• _Instructions to follow_
Retype each entry exactly.

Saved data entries
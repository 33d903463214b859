pub mod auth;
pub mod catalog;
pub mod clients;
pub mod dashboard;
pub mod finance;
pub mod notifications;
pub mod orders;
pub mod salaries;
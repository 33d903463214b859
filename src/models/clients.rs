// src/models/clients.rs

use chrono::{DateTime, Utc};
use serde::{Deserialize, Serialize};
use sqlx::FromRow;
use utoipa::{IntoParams, ToSchema};
use uuid::Uuid;
use validator::Validate;

#[derive(Debug, Clone, Serialize, FromRow, ToSchema)]
#[serde(rename_all = "camelCase")]
pub struct Client {
    pub id: Uuid,
    #[schema(example = "Сергей Иванов")]
    pub full_name: String,
    #[schema(example = "+79161234567")]
    pub phone: Option<String>,
    pub email: Option<String>,

    // Dados do carro (um cliente, um carro principal)
    #[schema(example = "Toyota Camry")]
    pub car_model: Option<String>,
    #[schema(example = "А123ВС77")]
    pub car_plate: Option<String>,
    pub car_vin: Option<String>,
    #[schema(example = 2018)]
    pub car_year: Option<i32>,

    pub notes: Option<String>,
    pub created_by: Option<Uuid>,
    pub created_at: DateTime<Utc>,
    pub updated_at: DateTime<Utc>,
}

// Criação e edição usam o mesmo corpo (PUT substitui tudo)
#[derive(Debug, Deserialize, Validate, ToSchema)]
#[serde(rename_all = "camelCase")]
pub struct ClientPayload {
    #[validate(length(min = 2, max = 200, message = "Укажите имя клиента"))]
    pub full_name: String,
    #[validate(length(min = 5, max = 20, message = "Некорректный номер телефона"))]
    pub phone: Option<String>,
    #[validate(email(message = "Некорректный e-mail"))]
    pub email: Option<String>,
    pub car_model: Option<String>,
    #[validate(length(max = 15, message = "Слишком длинный госномер"))]
    pub car_plate: Option<String>,
    #[validate(length(equal = 17, message = "VIN состоит из 17 символов"))]
    pub car_vin: Option<String>,
    #[validate(range(min = 1900, max = 2100, message = "Некорректный год выпуска"))]
    pub car_year: Option<i32>,
    pub notes: Option<String>,
}

#[derive(Debug, Default, Deserialize, Validate, IntoParams)]
#[into_params(parameter_in = Query)]
pub struct ClientSearchQuery {
    /// Nome, telefone ou placa
    #[validate(length(max = 100, message = "Слишком длинный запрос"))]
    pub search: Option<String>,
}
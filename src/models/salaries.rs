// src/models/salaries.rs

use chrono::{DateTime, NaiveDate, Utc};
use rust_decimal::Decimal;
use serde::{Deserialize, Serialize};
use sqlx::FromRow;
use utoipa::{IntoParams, ToSchema};
use uuid::Uuid;
use validator::Validate;

/// Parte do master em um pedido concluído. Uma linha por (master, pedido).
#[derive(Debug, Clone, Serialize, FromRow, ToSchema)]
#[serde(rename_all = "camelCase")]
pub struct Salary {
    pub id: Uuid,
    pub master_id: Uuid,
    pub master_name: Option<String>,
    pub order_id: Uuid,
    pub order_number: Option<String>,
    #[schema(example = "600.00")]
    pub amount: Decimal,
    #[schema(example = "60.00")]
    pub percentage: Decimal,
    #[schema(value_type = String, format = Date, example = "2025-03-03")]
    pub week_start: NaiveDate,
    pub created_at: DateTime<Utc>,
}

/// Consolidado semanal recalculado pelo job (relatório, não o razão).
#[derive(Debug, Clone, Serialize, FromRow, ToSchema)]
#[serde(rename_all = "camelCase")]
pub struct WeeklySalaryTotal {
    pub master_id: Uuid,
    pub master_name: Option<String>,
    #[schema(value_type = String, format = Date, example = "2025-03-03")]
    pub week_start: NaiveDate,
    pub commission_amount: Decimal,
    pub orders_count: i32,
    pub bonuses_amount: Decimal,
    pub total_amount: Decimal,
    pub computed_at: DateTime<Utc>,
}

#[derive(Debug, Clone, Serialize, FromRow, ToSchema)]
#[serde(rename_all = "camelCase")]
pub struct Bonus {
    pub id: Uuid,
    pub master_id: Uuid,
    pub master_name: Option<String>,
    // Negativo = desconto
    #[schema(example = "1000.00")]
    pub amount: Decimal,
    #[schema(example = "Премия за качество")]
    pub reason: String,
    #[schema(value_type = String, format = Date, example = "2025-03-03")]
    pub week_start: NaiveDate,
    pub created_by: Option<Uuid>,
    pub created_at: DateTime<Utc>,
}

/// Linha agregada do cálculo semanal, antes do upsert.
#[derive(Debug, Clone, PartialEq, FromRow)]
pub struct WeeklyCommission {
    pub master_id: Uuid,
    pub commission_amount: Decimal,
    pub orders_count: i64,
    pub bonuses_amount: Decimal,
}

#[derive(Debug, Serialize, ToSchema)]
#[serde(rename_all = "camelCase")]
pub struct WeeklyRecalculation {
    #[schema(value_type = String, format = Date)]
    pub week_start: NaiveDate,
    pub masters_updated: usize,
}

#[derive(Debug, Deserialize, Validate, ToSchema)]
#[serde(rename_all = "camelCase")]
pub struct CreateBonusPayload {
    pub master_id: Uuid,
    #[schema(example = "1000.00")]
    pub amount: Decimal,
    #[validate(length(min = 2, max = 500, message = "Укажите причину"))]
    pub reason: String,
    /// Padrão: semana corrente
    #[schema(value_type = Option<String>, format = Date)]
    pub week_start: Option<NaiveDate>,
}

#[derive(Debug, Default, Deserialize, Validate, IntoParams)]
#[serde(rename_all = "camelCase")]
#[into_params(parameter_in = Query, rename_all = "camelCase")]
pub struct SalaryQuery {
    pub master_id: Option<Uuid>,
    #[param(value_type = Option<String>, format = Date)]
    pub week_start: Option<NaiveDate>,
}

#[derive(Debug, Default, Deserialize, Validate, IntoParams)]
#[serde(rename_all = "camelCase")]
#[into_params(parameter_in = Query, rename_all = "camelCase")]
pub struct RecalculateQuery {
    /// Qualquer dia da semana desejada; padrão: semana corrente
    #[param(value_type = Option<String>, format = Date)]
    pub week_start: Option<NaiveDate>,
}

• _Expected output_
repository 33d903463214b859
pub mod auth;
pub mod catalog;
pub mod clients;
pub mod dashboard;
pub mod finance;
pub mod notifications;
pub mod orders;
pub mod salaries;
repository 33d903463214b859
filename src/models/clients.rs
// src/models/clients.rs

use chrono::{DateTime, Utc};
use serde::{Deserialize, Serialize};
use sqlx::FromRow;
use utoipa::{IntoParams, ToSchema};
use uuid::Uuid;
use validator::Validate;

#[derive(Debug, Clone, Serialize, FromRow, ToSchema)]
#[serde(rename_all = "camelCase")]
pub struct Client {
    pub id: Uuid,
    #[schema(example = "Сергей Иванов")]
    pub full_name: String,
    #[schema(example = "+79161234567")]
    pub phone: Option<String>,
    pub email: Option<String>,

    // Dados do carro (um cliente, um carro principal)
    #[schema(example = "Toyota Camry")]
    pub car_model: Option<String>,
    #[schema(example = "А123ВС77")]
    pub car_plate: Option<String>,
    pub car_vin: Option<String>,
    #[schema(example = 2018)]
    pub car_year: Option<i32>,

    pub notes: Option<String>,
    pub created_by: Option<Uuid>,
    pub created_at: DateTime<Utc>,
    pub updated_at: DateTime<Utc>,
}

// Criação e edição usam o mesmo corpo (PUT substitui tudo)
#[derive(Debug, Deserialize, Validate, ToSchema)]
#[serde(rename_all = "camelCase")]
pub struct ClientPayload {
    #[validate(length(min = 2, max = 200, message = "Укажите имя клиента"))]
    pub full_name: String,
    #[validate(length(min = 5, max = 20, message = "Некорректный номер телефона"))]
    pub phone: Option<String>,
    #[validate(email(message = "Некорректный e-mail"))]
    pub email: Option<String>,
    pub car_model: Option<String>,
    #[validate(length(max = 15, message = "Слишком длинный госномер"))]
    pub car_plate: Option<String>,
    #[validate(length(equal = 17, message = "VIN состоит из 17 символов"))]
    pub car_vin: Option<String>,
    #[validate(range(min = 1900, max = 2100, message = "Некорректный год выпуска"))]
    pub car_year: Option<i32>,
    pub notes: Option<String>,
}

#[derive(Debug, Default, Deserialize, Validate, IntoParams)]
#[into_params(parameter_in = Query)]
pub struct ClientSearchQuery {
    /// Nome, telefone ou placa
    #[validate(length(max = 100, message = "Слишком длинный запрос"))]
    pub search: Option<String>,
}
filename src/models/salaries.rs
// src/models/salaries.rs

use chrono::{DateTime, NaiveDate, Utc};
use rust_decimal::Decimal;
use serde::{Deserialize, Serialize};
use sqlx::FromRow;
use utoipa::{IntoParams, ToSchema};
use uuid::Uuid;
use validator::Validate;

/// Parte do master em um pedido concluído. Uma linha por (master, pedido).
#[derive(Debug, Clone, Serialize, FromRow, ToSchema)]
#[serde(rename_all = "camelCase")]
pub struct Salary {
    pub id: Uuid,
    pub master_id: Uuid,
    pub master_name: Option<String>,
    pub order_id: Uuid,
    pub order_number: Option<String>,
    #[schema(example = "600.00")]
    pub amount: Decimal,
    #[schema(example = "60.00")]
    pub percentage: Decimal,
    #[schema(value_type = String, format = Date, example = "2025-03-03")]
    pub week_start: NaiveDate,
    pub created_at: DateTime<Utc>,
}

/// Consolidado semanal recalculado pelo job (relatório, não o razão).
#[derive(Debug, Clone, Serialize, FromRow, ToSchema)]
#[serde(rename_all = "camelCase")]
pub struct WeeklySalaryTotal {
    pub master_id: Uuid,
    pub master_name: Option<String>,
    #[schema(value_type = String, format = Date, example = "2025-03-03")]
    pub week_start: NaiveDate,
    pub commission_amount: Decimal,
    pub orders_count: i32,
    pub bonuses_amount: Decimal,
    pub total_amount: Decimal,
    pub computed_at: DateTime<Utc>,
}

#[derive(Debug, Clone, Serialize, FromRow, ToSchema)]
#[serde(rename_all = "camelCase")]
pub struct Bonus {
    pub id: Uuid,
    pub master_id: Uuid,
    pub master_name: Option<String>,
    // Negativo = desconto
    #[schema(example = "1000.00")]
    pub amount: Decimal,
    #[schema(example = "Премия за качество")]
    pub reason: String,
    #[schema(value_type = String, format = Date, example = "2025-03-03")]
    pub week_start: NaiveDate,
    pub created_by: Option<Uuid>,
    pub created_at: DateTime<Utc>,
}

/// Linha agregada do cálculo semanal, antes do upsert.
#[derive(Debug, Clone, PartialEq, FromRow)]
pub struct WeeklyCommission {
    pub master_id: Uuid,
    pub commission_amount: Decimal,
    pub orders_count: i64,
    pub bonuses_amount: Decimal,
}

#[derive(Debug, Serialize, ToSchema)]
#[serde(rename_all = "camelCase")]
pub struct WeeklyRecalculation {
    #[schema(value_type = String, format = Date)]
    pub week_start: NaiveDate,
    pub masters_updated: usize,
}

#[derive(Debug, Deserialize, Validate, ToSchema)]
#[serde(rename_all = "camelCase")]
pub struct CreateBonusPayload {
    pub master_id: Uuid,
    #[schema(example = "1000.00")]
    pub amount: Decimal,
    #[validate(length(min = 2, max = 500, message = "Укажите причину"))]
    pub reason: String,
    /// Padrão: semana corrente
    #[schema(value_type = Option<String>, format = Date)]
    pub week_start: Option<NaiveDate>,
}

#[derive(Debug, Default, Deserialize, Validate, IntoParams)]
#[serde(rename_all = "camelCase")]
#[into_params(parameter_in = Query, rename_all = "camelCase")]
pub struct SalaryQuery {
    pub master_id: Option<Uuid>,
    #[param(value_type = Option<String>, format = Date)]
    pub week_start: Option<NaiveDate>,
}

#[derive(Debug, Default, Deserialize, Validate, IntoParams)]
#[serde(rename_all = "camelCase")]
#[into_params(parameter_in = Query, rename_all = "camelCase")]
pub struct RecalculateQuery {
    /// Qualquer dia da semana desejada; padrão: semana corrente
    #[param(value_type = Option<String>, format = Date)]
    pub week_start: Option<NaiveDate>,
}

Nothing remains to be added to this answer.